It may be difficult for those new to politics to understand that when Labour won the 1997 General Election, they did so not merely by a landslide, but on a wave of public goodwill. The brutalities of the Thatcher years, and the stumbling chaos of John Major’s time in office, were over. Tony Blair was a genuinely popular Prime Minister. It was the same four years later. Things really were getting better. And not just at Labour PR events.
His take on integration seems odd, until you realise ...
The NHS was getting better. The economy was getting better. There was less poverty, less hate, little homelessness. And then it all began to go wrong. Everyone knows about the Iraq war that Britain should never have joined, but there were also the fiascos of ID cards and attempts to force 90-day detention without trial through the Commons.
A significant part of this was down to Blair always weighing up at the big decisions with the knowledge that he had Rupert Murdoch looking over his shoulder. But, it seems, there is more than a hint of an authoritarian - and ignorant - streak in the man himself, as the Observer has shown in an article by Michael Savage for today’s paper.

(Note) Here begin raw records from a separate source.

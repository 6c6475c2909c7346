//! Line item quantity type.

use core::fmt;
use core::num::NonZeroU64;

use serde::{Deserialize, Serialize};

/// Errors that can occur when constructing a [`Quantity`].
#[derive(thiserror::Error, Debug, Clone, Copy, PartialEq, Eq)]
pub enum QuantityError {
    /// The value is zero. Absence is represented by removing the item.
    #[error("quantity must be at least 1")]
    Zero,
    /// The value is negative.
    #[error("quantity cannot be negative (got {0})")]
    Negative(i64),
    /// The value is larger than any stock count can be.
    #[error("quantity is too large (got {0})")]
    TooLarge(u64),
}

/// The number of units of a product held in the cart.
///
/// Always at least 1 and at most `i64::MAX`, the range a stock count can
/// cover.
///
/// ## Examples
///
/// ```
/// use storecart_core::Quantity;
///
/// assert_eq!(Quantity::new(3).unwrap().get(), 3);
/// assert!(Quantity::new(0).is_err());
/// assert!(Quantity::try_from(-2_i64).is_err());
/// ```
#[derive(Debug, Clone, Copy, PartialEq, Eq, PartialOrd, Ord, Hash, Serialize, Deserialize)]
#[serde(try_from = "i64", into = "u64")]
pub struct Quantity(NonZeroU64);

impl Quantity {
    /// A single unit.
    pub const ONE: Self = Self(NonZeroU64::MIN);

    /// The largest representable quantity.
    pub const MAX: u64 = i64::MAX.unsigned_abs();

    /// Create a quantity from a raw count.
    ///
    /// # Errors
    ///
    /// Returns [`QuantityError::Zero`] if `value` is 0, or
    /// [`QuantityError::TooLarge`] if it exceeds [`Quantity::MAX`].
    pub const fn new(value: u64) -> Result<Self, QuantityError> {
        if value > Self::MAX {
            return Err(QuantityError::TooLarge(value));
        }
        match NonZeroU64::new(value) {
            Some(value) => Ok(Self(value)),
            None => Err(QuantityError::Zero),
        }
    }

    /// Get the raw count.
    #[must_use]
    pub const fn get(self) -> u64 {
        self.0.get()
    }

    /// The next quantity up, or `None` on overflow.
    #[must_use]
    pub const fn checked_increment(self) -> Option<Self> {
        if self.get() >= Self::MAX {
            return None;
        }
        match self.0.checked_add(1) {
            Some(value) => Some(Self(value)),
            None => None,
        }
    }

    /// The quantity as a signed count, for comparison against stock.
    #[must_use]
    #[allow(clippy::cast_possible_wrap)]
    pub const fn as_i64(self) -> i64 {
        self.get() as i64
    }
}

impl fmt::Display for Quantity {
    fn fmt(&self, f: &mut fmt::Formatter<'_>) -> fmt::Result {
        fmt::Display::fmt(&self.0, f)
    }
}

impl TryFrom<i64> for Quantity {
    type Error = QuantityError;

    fn try_from(value: i64) -> Result<Self, Self::Error> {
        if value < 0 {
            return Err(QuantityError::Negative(value));
        }
        Self::new(value.unsigned_abs())
    }
}

impl From<Quantity> for u64 {
    fn from(quantity: Quantity) -> Self {
        quantity.get()
    }
}

#[cfg(test)]
#[allow(clippy::unwrap_used)]
mod tests {
    use super::*;

    #[test]
    fn test_quantity_rejects_zero() {
        assert_eq!(Quantity::new(0), Err(QuantityError::Zero));
        assert_eq!(Quantity::try_from(0_i64), Err(QuantityError::Zero));
    }

    #[test]
    fn test_quantity_rejects_negative_and_oversized() {
        assert_eq!(Quantity::try_from(-1_i64), Err(QuantityError::Negative(-1)));
        assert_eq!(
            Quantity::new(Quantity::MAX + 1),
            Err(QuantityError::TooLarge(Quantity::MAX + 1))
        );
    }

    #[test]
    fn test_quantity_accepts_full_signed_range() {
        let quantity = Quantity::try_from(i64::MAX).unwrap();
        assert_eq!(quantity.as_i64(), i64::MAX);
        assert_eq!(Quantity::try_from(5_000_000_000_i64).unwrap().get(), 5_000_000_000);
    }

    #[test]
    fn test_quantity_increment() {
        assert_eq!(Quantity::ONE.checked_increment(), Quantity::new(2).ok());
        assert_eq!(Quantity::new(Quantity::MAX).unwrap().checked_increment(), None);
    }

    #[test]
    fn test_quantity_deserialize_validates() {
        let quantity: Quantity = serde_json::from_str("5").unwrap();
        assert_eq!(quantity.get(), 5);
        assert!(serde_json::from_str::<Quantity>("0").is_err());
        assert!(serde_json::from_str::<Quantity>("-3").is_err());
    }

    #[test]
    fn test_quantity_error_display() {
        assert_eq!(QuantityError::Zero.to_string(), "quantity must be at least 1");
        assert_eq!(
            QuantityError::Negative(-4).to_string(),
            "quantity cannot be negative (got -4)"
        );
    }
}
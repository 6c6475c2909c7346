//! Newtype IDs for type-safe entity references.
//!
//! Use the `define_id!` macro to create type-safe ID wrappers around the
//! integer identifiers served by the catalog API.

/// Macro to define a type-safe ID wrapper.
///
/// Creates a newtype wrapper around `i32` with:
/// - `Serialize`/`Deserialize` with `#[serde(transparent)]`
/// - `Debug`, `Clone`, `Copy`, `PartialEq`, `Eq`, `Hash`, `PartialOrd`, `Ord`
/// - Conversion methods: `new()`, `as_i32()`
/// - `From<i32>` and `Into<i32>` implementations
/// - `FromStr` so ids can be parsed from command-line arguments
///
/// # Example
///
/// ```rust
/// # use storecart_core::define_id;
/// define_id!(ProductId);
/// define_id!(StockId);
///
/// let product_id = ProductId::new(1);
/// let stock_id = StockId::new(1);
///
/// // These are different types, so this won't compile:
/// // let _: ProductId = stock_id;
/// ```
#[macro_export]
macro_rules! define_id {
    ($name:ident) => {
        #[derive(
            Debug,
            Clone,
            Copy,
            PartialEq,
            Eq,
            Hash,
            PartialOrd,
            Ord,
            ::serde::Serialize,
            ::serde::Deserialize
        )]
        #[serde(transparent)]
        pub struct $name(i32);

        impl $name {
            /// Create a new ID from an i32 value.
            #[must_use]
            pub const fn new(id: i32) -> Self {
                Self(id)
            }

            /// Get the underlying i32 value.
            #[must_use]
            pub const fn as_i32(&self) -> i32 {
                self.0
            }
        }

        impl ::core::fmt::Display for $name {
            fn fmt(&self, f: &mut ::core::fmt::Formatter<'_>) -> ::core::fmt::Result {
                write!(f, "{}", self.0)
            }
        }

        impl ::core::str::FromStr for $name {
            type Err = ::core::num::ParseIntError;

            fn from_str(s: &str) -> ::core::result::Result<Self, Self::Err> {
                s.trim().parse::<i32>().map(Self)
            }
        }

        impl From<i32> for $name {
            fn from(id: i32) -> Self {
                Self(id)
            }
        }

        impl From<$name> for i32 {
            fn from(id: $name) -> Self {
                id.0
            }
        }
    };
}

define_id!(ProductId);

#[cfg(test)]
#[allow(clippy::unwrap_used)]
mod tests {
    use super::*;

    #[test]
    fn test_product_id_serializes_as_bare_integer() {
        let json = serde_json::to_string(&ProductId::new(7)).unwrap();
        assert_eq!(json, "7");

        let id: ProductId = serde_json::from_str("42").unwrap();
        assert_eq!(id.as_i32(), 42);
    }

    #[test]
    fn test_product_id_from_str() {
        assert_eq!(" 3 ".parse::<ProductId>().unwrap(), ProductId::new(3));
        assert!("three".parse::<ProductId>().is_err());
    }

    #[test]
    fn test_product_id_display() {
        assert_eq!(ProductId::new(12).to_string(), "12");
    }
}
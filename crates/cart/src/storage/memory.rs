//! In-process storage backend.

use std::collections::HashMap;
use std::sync::{Arc, RwLock};

use super::{Storage, StorageError};

/// Storage held in memory.
///
/// Clones share the same map, so a test can keep a handle and inspect what
/// the store persisted.
#[derive(Debug, Clone, Default)]
pub struct MemoryStorage {
    inner: Arc<RwLock<HashMap<String, String>>>,
}

impl MemoryStorage {
    /// Create an empty storage.
    #[must_use]
    pub fn new() -> Self {
        Self::default()
    }

    /// Create a storage pre-populated with one entry.
    #[must_use]
    pub fn with_entry(key: impl Into<String>, value: impl Into<String>) -> Self {
        let mut map = HashMap::new();
        map.insert(key.into(), value.into());
        Self {
            inner: Arc::new(RwLock::new(map)),
        }
    }
}

impl Storage for MemoryStorage {
    fn get(&self, key: &str) -> Result<Option<String>, StorageError> {
        let guard = self.inner.read().map_err(|_| StorageError::Poisoned)?;
        Ok(guard.get(key).cloned())
    }

    fn set(&self, key: &str, value: &str) -> Result<(), StorageError> {
        self.inner
            .write()
            .map_err(|_| StorageError::Poisoned)?
            .insert(key.to_string(), value.to_string());
        Ok(())
    }
}

#[cfg(test)]
#[allow(clippy::unwrap_used)]
mod tests {
    use super::*;

    #[test]
    fn test_get_missing_key() {
        let storage = MemoryStorage::new();
        assert_eq!(storage.get("@Shop:cart").unwrap(), None);
    }

    #[test]
    fn test_set_overwrites() {
        let storage = MemoryStorage::new();
        storage.set("k", "one").unwrap();
        storage.set("k", "two").unwrap();
        assert_eq!(storage.get("k").unwrap().as_deref(), Some("two"));
    }

    #[test]
    fn test_clones_share_entries() {
        let storage = MemoryStorage::with_entry("k", "[]");
        let handle = storage.clone();
        storage.set("k", "[1]").unwrap();
        assert_eq!(handle.get("k").unwrap().as_deref(), Some("[1]"));
    }
}
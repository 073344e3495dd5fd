use std::path::PathBuf;
use std::sync::Arc;

use anyhow::Result;
use clap::Parser;
use tracing_subscriber::EnvFilter;

use atelier::config::Config;
use atelier::events::EventBus;
use atelier::github::GitHubClient;
use atelier::gitrepo::LocalGitRepo;
use atelier::llm::OpenAiFixer;
use atelier::orchestrator::Orchestrator;
use atelier::server::{self, AppState};
use atelier::store::{DbHandle, Store};
use atelier::tunnel;

#[derive(Parser)]
#[command(name = "atelier", about = "AI web-app factory backend")]
struct Args {
    #[arg(long, default_value_t = 3141)]
    port: u16,

    #[arg(long, default_value = ".atelier/factory.db")]
    db_path: PathBuf,

    /// Local development mode: permissive CORS and a webhook tunnel.
    #[arg(long)]
    dev: bool,
}

#[tokio::main]
async fn main() -> Result<()> {
    dotenvy::dotenv().ok();
    tracing_subscriber::fmt()
        .with_env_filter(EnvFilter::try_from_default_env().unwrap_or_else(|_| "info".into()))
        .init();

    let args = Args::parse();
    let config = Config::from_env(args.port, args.db_path, args.dev)?;

    if let Some(parent) = config.db_path.parent() {
        std::fs::create_dir_all(parent)?;
    }
    let db = DbHandle::new(Store::new(&config.db_path)?);

    let orchestrator = Arc::new(Orchestrator::new(
        db.clone(),
        Arc::new(GitHubClient::new(&config)),
        Arc::new(OpenAiFixer::new(&config)),
        Arc::new(LocalGitRepo::new(&config)),
        EventBus::new(256),
    ));

    // Replay CI state missed while the process was down.
    {
        let orchestrator = orchestrator.clone();
        tokio::spawn(async move { orchestrator.reconcile().await });
    }

    // In dev mode the webhook endpoint is only reachable through a tunnel;
    // every reconnect triggers another sweep.
    {
        let orchestrator = orchestrator.clone();
        tunnel::spawn_if_local(&config, move || {
            let orchestrator = orchestrator.clone();
            async move { orchestrator.reconcile().await }
        });
    }

    let state = Arc::new(AppState { db, orchestrator });
    server::start_server(&config, state).await
}
//! HTTP surface: the GitHub webhook inbox and the public app listing.
//!
//! Webhook handling deliberately does not swallow errors — a 5xx tells
//! GitHub to redeliver, which is how a failed delivery eventually reconciles.

use std::sync::Arc;

use anyhow::{Context, Result};
use axum::{
    Json, Router,
    extract::State,
    http::StatusCode,
    response::{IntoResponse, Response},
    routing::{get, post},
};
use tower_http::cors::CorsLayer;

use crate::app::AppModel;
use crate::config::Config;
use crate::errors::StoreError;
use crate::github::WebhookPayload;
use crate::orchestrator::Orchestrator;
use crate::store::DbHandle;

pub struct AppState {
    pub db: DbHandle,
    pub orchestrator: Arc<Orchestrator>,
}

pub type SharedState = Arc<AppState>;

// ── Error handling ────────────────────────────────────────────────────

pub enum ApiError {
    NotFound(String),
    Internal(String),
}

impl IntoResponse for ApiError {
    fn into_response(self) -> Response {
        let (status, message) = match self {
            ApiError::NotFound(msg) => (StatusCode::NOT_FOUND, msg),
            ApiError::Internal(msg) => (StatusCode::INTERNAL_SERVER_ERROR, msg),
        };
        (status, Json(serde_json::json!({"error": message}))).into_response()
    }
}

impl From<anyhow::Error> for ApiError {
    fn from(err: anyhow::Error) -> Self {
        match err.downcast_ref::<StoreError>() {
            Some(store_err) if store_err.is_not_found() => Self::NotFound(store_err.to_string()),
            _ => Self::Internal(format!("{:#}", err)),
        }
    }
}

// ── Router ────────────────────────────────────────────────────────────

pub fn build_router(state: SharedState) -> Router {
    Router::new()
        .route("/api/webhooks/github", post(github_webhook))
        .route("/api/public/apps", get(list_apps))
        .with_state(state)
}

async fn github_webhook(
    State(state): State<SharedState>,
    Json(payload): Json<WebhookPayload>,
) -> Result<StatusCode, ApiError> {
    state.orchestrator.handle_webhook(payload).await?;
    Ok(StatusCode::OK)
}

async fn list_apps(State(state): State<SharedState>) -> Result<Json<Vec<AppModel>>, ApiError> {
    let apps = state.db.call(|store| store.find_all()).await?;
    Ok(Json(apps))
}

// ── Startup ───────────────────────────────────────────────────────────

pub async fn start_server(config: &Config, state: SharedState) -> Result<()> {
    let mut app = build_router(state);
    if config.dev_mode {
        app = app.layer(CorsLayer::permissive());
    }

    let addr = format!("0.0.0.0:{}", config.port);
    let listener = tokio::net::TcpListener::bind(&addr)
        .await
        .with_context(|| format!("failed to bind to {}", addr))?;
    tracing::info!(addr = %listener.local_addr()?, "factory backend listening");

    axum::serve(listener, app).await.context("server error")
}
//! SQLite-backed application document store.
//!
//! Applications are persisted as whole-document JSON snapshots; there are no
//! partial updates. Every read-modify-write goes through [`Store::in_tx`],
//! which runs `BEGIN IMMEDIATE` — SQLite transactions are serializable, which
//! is stronger than the repeatable-read floor the orchestrator needs, and a
//! single writer at a time means concurrent webhooks for the same app
//! serialize here.

use std::path::Path;
use std::sync::Arc;

use anyhow::{Context, Result};
use rusqlite::{Connection, OptionalExtension, TransactionBehavior, params};

use crate::app::AppModel;
use crate::errors::StoreError;

/// Async-safe handle to the store.
///
/// Wraps `Store` behind `Arc<Mutex>` and runs all access on tokio's blocking
/// thread pool via `spawn_blocking`, preventing synchronous SQLite I/O from
/// tying up async worker threads.
#[derive(Clone)]
pub struct DbHandle {
    inner: Arc<std::sync::Mutex<Store>>,
}

impl DbHandle {
    pub fn new(store: Store) -> Self {
        Self {
            inner: Arc::new(std::sync::Mutex::new(store)),
        }
    }

    /// Run a closure with access to the store on a blocking thread.
    /// All data passed into `f` must be owned (`'static`).
    pub async fn call<F, R>(&self, f: F) -> Result<R>
    where
        F: FnOnce(&mut Store) -> Result<R> + Send + 'static,
        R: Send + 'static,
    {
        let store = self.inner.clone();
        tokio::task::spawn_blocking(move || {
            let mut guard = store
                .lock()
                .map_err(|e| anyhow::anyhow!("store lock poisoned: {}", e))?;
            f(&mut guard)
        })
        .await
        .context("store task panicked")?
    }
}

pub struct Store {
    conn: Connection,
}

impl Store {
    /// Open (or create) a SQLite database at the given path and run migrations.
    pub fn new(path: &Path) -> Result<Self> {
        let conn = Connection::open(path).context("failed to open SQLite database")?;
        let store = Self { conn };
        store.run_migrations()?;
        Ok(store)
    }

    /// Create an in-memory store (for testing).
    pub fn new_in_memory() -> Result<Self> {
        let conn =
            Connection::open_in_memory().context("failed to open in-memory SQLite database")?;
        let store = Self { conn };
        store.run_migrations()?;
        Ok(store)
    }

    fn run_migrations(&self) -> Result<()> {
        self.conn
            .execute_batch(
                "
                CREATE TABLE IF NOT EXISTS apps (
                    id TEXT PRIMARY KEY,
                    display_id TEXT NOT NULL UNIQUE,
                    idx INTEGER NOT NULL,
                    status TEXT NOT NULL,
                    doc TEXT NOT NULL
                );

                CREATE INDEX IF NOT EXISTS idx_apps_status ON apps(status);
                ",
            )
            .context("failed to create tables")?;
        Ok(())
    }

    /// Run `f` inside a `BEGIN IMMEDIATE` transaction scoped to the closure.
    /// The transaction commits only if `f` returns `Ok`; any error rolls the
    /// whole read-modify-write back.
    pub fn in_tx<R>(&mut self, f: impl FnOnce(&TxScope<'_>) -> Result<R>) -> Result<R> {
        let tx = self
            .conn
            .transaction_with_behavior(TransactionBehavior::Immediate)
            .map_err(StoreError::Sqlite)?;
        let scope = TxScope { tx };
        let out = f(&scope)?;
        scope.tx.commit().map_err(StoreError::Sqlite)?;
        Ok(out)
    }

    /// All applications, in insertion order.
    pub fn find_all(&self) -> Result<Vec<AppModel>> {
        let mut stmt = self
            .conn
            .prepare("SELECT doc FROM apps ORDER BY idx")
            .map_err(StoreError::Sqlite)?;
        let rows = stmt
            .query_map([], |row| row.get::<_, String>(0))
            .map_err(StoreError::Sqlite)?;

        let mut apps = Vec::new();
        for doc in rows {
            let doc = doc.map_err(StoreError::Sqlite)?;
            apps.push(serde_json::from_str(&doc).map_err(StoreError::CorruptDocument)?);
        }
        Ok(apps)
    }
}

/// Read/write access bound to one open transaction.
pub struct TxScope<'a> {
    tx: rusqlite::Transaction<'a>,
}

impl TxScope<'_> {
    pub fn find_by_id(&self, id: &str) -> Result<AppModel> {
        let doc: Option<String> = self
            .tx
            .query_row("SELECT doc FROM apps WHERE id = ?1", params![id], |row| {
                row.get(0)
            })
            .optional()
            .map_err(StoreError::Sqlite)?;
        let doc = doc.ok_or_else(|| StoreError::AppNotFound { id: id.to_string() })?;
        Ok(serde_json::from_str(&doc).map_err(StoreError::CorruptDocument)?)
    }

    pub fn find_by_display_id(&self, display_id: &str) -> Result<AppModel> {
        let doc: Option<String> = self
            .tx
            .query_row(
                "SELECT doc FROM apps WHERE display_id = ?1",
                params![display_id],
                |row| row.get(0),
            )
            .optional()
            .map_err(StoreError::Sqlite)?;
        let doc = doc.ok_or_else(|| StoreError::DisplayIdNotFound {
            display_id: display_id.to_string(),
        })?;
        Ok(serde_json::from_str(&doc).map_err(StoreError::CorruptDocument)?)
    }

    /// Persist a whole-document snapshot, replacing any previous one.
    pub fn save(&self, app: &AppModel) -> Result<()> {
        let doc = serde_json::to_string(app).map_err(StoreError::CorruptDocument)?;
        self.tx
            .execute(
                "INSERT INTO apps (id, display_id, idx, status, doc)
                 VALUES (?1, ?2, ?3, ?4, ?5)
                 ON CONFLICT(id) DO UPDATE SET
                     display_id = excluded.display_id,
                     idx = excluded.idx,
                     status = excluded.status,
                     doc = excluded.doc",
                params![
                    app.id(),
                    app.display_id(),
                    app.core().index,
                    app.status_str(),
                    doc
                ],
            )
            .map_err(StoreError::Sqlite)?;
        Ok(())
    }

    /// Total persisted applications. Feeds the next app's `index`.
    pub fn count_apps(&self) -> Result<i64> {
        let n = self
            .tx
            .query_row("SELECT COUNT(*) FROM apps", [], |row| row.get(0))
            .map_err(StoreError::Sqlite)?;
        Ok(n)
    }

    /// Applications still queued. Feeds the next app's `waiting_order`.
    pub fn count_waiting(&self) -> Result<i64> {
        let n = self
            .tx
            .query_row(
                "SELECT COUNT(*) FROM apps WHERE status = 'waiting'",
                [],
                |row| row.get(0),
            )
            .map_err(StoreError::Sqlite)?;
        Ok(n)
    }
}
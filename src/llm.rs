//! LLM adapter: given a failing CI step and the current repository contents,
//! ask the model for a source diff that repairs the build.
//!
//! "No fix produced" is a legitimate answer, not an error — the retry loop
//! simply stops for that failure and waits for the next CI signal.

use anyhow::{Context, Result};
use async_trait::async_trait;
use serde::{Deserialize, Serialize};

use crate::app::RunningApp;
use crate::config::Config;
use crate::github::StepLog;
use crate::gitrepo::{RepoFile, RepoSnapshot};

const OPENAI_CHAT_URL: &str = "https://api.openai.com/v1/chat/completions";

/// A set of file changes to push to the generated repository.
#[derive(Debug, Clone, PartialEq, Serialize, Deserialize)]
pub struct SourceDiff {
    pub files: Vec<RepoFile>,
    #[serde(default)]
    pub deleted_files: Vec<String>,
    /// Human-readable commit message describing the fix.
    pub message: String,
}

#[derive(Debug, Deserialize)]
struct FixResponse {
    #[serde(default)]
    no_fix: bool,
    #[serde(default)]
    files: Vec<RepoFile>,
    #[serde(default)]
    deleted_files: Vec<String>,
    #[serde(default)]
    message: Option<String>,
}

impl SourceDiff {
    /// Parse a model response into a diff, tolerating markdown fences around
    /// the JSON. Returns `Ok(None)` when the model declared it has no fix.
    pub fn parse(raw: &str) -> Result<Option<Self>> {
        // Extract the JSON object from markdown code blocks if present.
        let cleaned = match (raw.find('{'), raw.rfind('}')) {
            (Some(start), Some(end)) if start < end => &raw[start..=end],
            _ => raw,
        };
        let resp: FixResponse =
            serde_json::from_str(cleaned).context("failed to parse fix response as JSON")?;

        if resp.no_fix || resp.files.is_empty() && resp.deleted_files.is_empty() {
            return Ok(None);
        }
        Ok(Some(Self {
            files: resp.files,
            deleted_files: resp.deleted_files,
            message: resp.message.unwrap_or_else(|| "fix failing CI".to_string()),
        }))
    }
}

/// What the orchestrator needs from the code-repair model.
#[async_trait]
pub trait FixProposer: Send + Sync {
    async fn propose_fix(
        &self,
        app: &RunningApp,
        files: &RepoSnapshot,
        failed_step: &StepLog,
    ) -> Result<Option<SourceDiff>>;
}

// ── Production implementation ────────────────────────────────────────

pub struct OpenAiFixer {
    client: reqwest::Client,
    api_key: String,
    model: String,
}

#[derive(Debug, Deserialize)]
struct ChatResponse {
    choices: Vec<ChatChoice>,
}

#[derive(Debug, Deserialize)]
struct ChatChoice {
    message: ChatMessage,
}

#[derive(Debug, Deserialize)]
struct ChatMessage {
    content: String,
}

impl OpenAiFixer {
    pub fn new(config: &Config) -> Self {
        Self {
            client: reqwest::Client::new(),
            api_key: config.openai_api_key.clone(),
            model: config.openai_model.clone(),
        }
    }
}

const FIXER_SYSTEM_PROMPT: &str = r#"You repair failing CI builds of generated web applications.
You MUST respond with valid JSON only (no markdown, no explanation) matching this schema:
{
  "files": [{"path": "server/src/index.ts", "content": "full new file content"}],
  "deleted_files": ["paths/to/delete.ts"],
  "message": "one-line commit message describing the fix"
}
Include only files you changed or created. If you cannot produce a fix, respond with {"no_fix": true}.
"#;

#[async_trait]
impl FixProposer for OpenAiFixer {
    async fn propose_fix(
        &self,
        app: &RunningApp,
        files: &RepoSnapshot,
        failed_step: &StepLog,
    ) -> Result<Option<SourceDiff>> {
        let user_prompt = format!(
            "The app \"{}\" has a failing CI step \"{}\" in job \"{}\".\n\nFailing step log:\n{}\n\nCurrent repository files:\n{}\n\nPreviously deleted files (may be restored):\n{}",
            app.core.name,
            failed_step.step_name,
            failed_step.job_name,
            failed_step.log,
            serde_json::to_string(&files.files)?,
            serde_json::to_string(&files.deleted_files)?,
        );

        let resp: ChatResponse = self
            .client
            .post(OPENAI_CHAT_URL)
            .header("Authorization", format!("Bearer {}", self.api_key))
            .json(&serde_json::json!({
                "model": self.model,
                "messages": [
                    {"role": "system", "content": FIXER_SYSTEM_PROMPT},
                    {"role": "user", "content": user_prompt},
                ],
            }))
            .send()
            .await
            .context("failed to send fix request to OpenAI")?
            .error_for_status()
            .context("OpenAI API returned error status")?
            .json()
            .await
            .context("failed to parse OpenAI response")?;

        let content = resp
            .choices
            .first()
            .map(|c| c.message.content.as_str())
            .context("OpenAI response had no choices")?;

        SourceDiff::parse(content)
    }
}

#[cfg(test)]
mod tests {
    use super::*;

    #[test]
    fn test_parse_plain_json_diff() {
        let diff = SourceDiff::parse(
            r#"{"files": [{"path": "a.ts", "content": "x"}], "deleted_files": [], "message": "fix type error"}"#,
        )
        .unwrap()
        .unwrap();
        assert_eq!(diff.files.len(), 1);
        assert_eq!(diff.message, "fix type error");
    }

    #[test]
    fn test_parse_strips_markdown_fences() {
        let raw = "Here is the fix:\n```json\n{\"files\": [{\"path\": \"a.ts\", \"content\": \"x\"}], \"message\": \"m\"}\n```";
        let diff = SourceDiff::parse(raw).unwrap().unwrap();
        assert_eq!(diff.files[0].path, "a.ts");
    }

    #[test]
    fn test_parse_no_fix_is_none() {
        assert!(SourceDiff::parse(r#"{"no_fix": true}"#).unwrap().is_none());
    }

    #[test]
    fn test_parse_empty_diff_is_none() {
        // A "fix" that touches nothing is treated as no fix produced.
        assert!(
            SourceDiff::parse(r#"{"files": [], "message": "nothing"}"#)
                .unwrap()
                .is_none()
        );
    }

    #[test]
    fn test_parse_deletion_only_diff_is_some() {
        let diff = SourceDiff::parse(r#"{"deleted_files": ["old.ts"], "message": "drop dead code"}"#)
            .unwrap()
            .unwrap();
        assert!(diff.files.is_empty());
        assert_eq!(diff.deleted_files, vec!["old.ts".to_string()]);
    }

    #[test]
    fn test_parse_garbage_is_an_error() {
        assert!(SourceDiff::parse("I don't know").is_err());
    }

    #[test]
    fn test_parse_defaults_commit_message() {
        let diff = SourceDiff::parse(r#"{"files": [{"path": "a", "content": "b"}]}"#)
            .unwrap()
            .unwrap();
        assert_eq!(diff.message, "fix failing CI");
    }
}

The headline “Tony Blair: migrants should be forced to integrate more to combat far right … Former PM claims that ‘failure’ of multiculturalism has led to rise in bigotry” gives a flavour of what is to follow. A report by his Institute for Global Change “calls for compulsory citizenship education, a ban on segregated shift patterns and the creation of a new cabinet post created to oversee integration”. And his foreword is in the same vein.
“Over a significant period of time, including when we were last in government, politics has failed to find the right balance between diversity and integration. On the one hand, failures around integration have led to attacks on diversity and are partly responsible for a reaction against migration. On the other hand, the word multiculturalism has been misinterpreted as meaning a justified refusal to integrate, when it should never have meant that”.
There is more. “Government cannot and should not be neutral on this question. It has to be a passionate advocate and, where necessary, an enforcer of the duty to integrate while protecting the proper space for diversity. Integration is not a choice; it is a necessity”. So perhaps that alleged lack of integration should be considered.
... the nature of his audience
What have those who have, over the years, emigrated to the UK done to integrate into wider society? Well, apart from start their own retail and service businesses, become doctors, surgeons, nurses, dentists and other health care professionals, work in the media, engineering, financial, construction, service and Government sectors, run for elective office, and add significant value to the economy, perhaps not such a great deal, eh?
Blair’s proposition is bunk. Of course successive waves of inward migration have integrated into society. The idea that they have not comes not from actual analysis, but from the xenophobic right-wing. Tone is finding fault where there is none.
Unless, of course, he’s still seeking to please old Rupe, even after their falling out over what he did or didn’t get up to with Wendy Deng. That would explain rather a lot.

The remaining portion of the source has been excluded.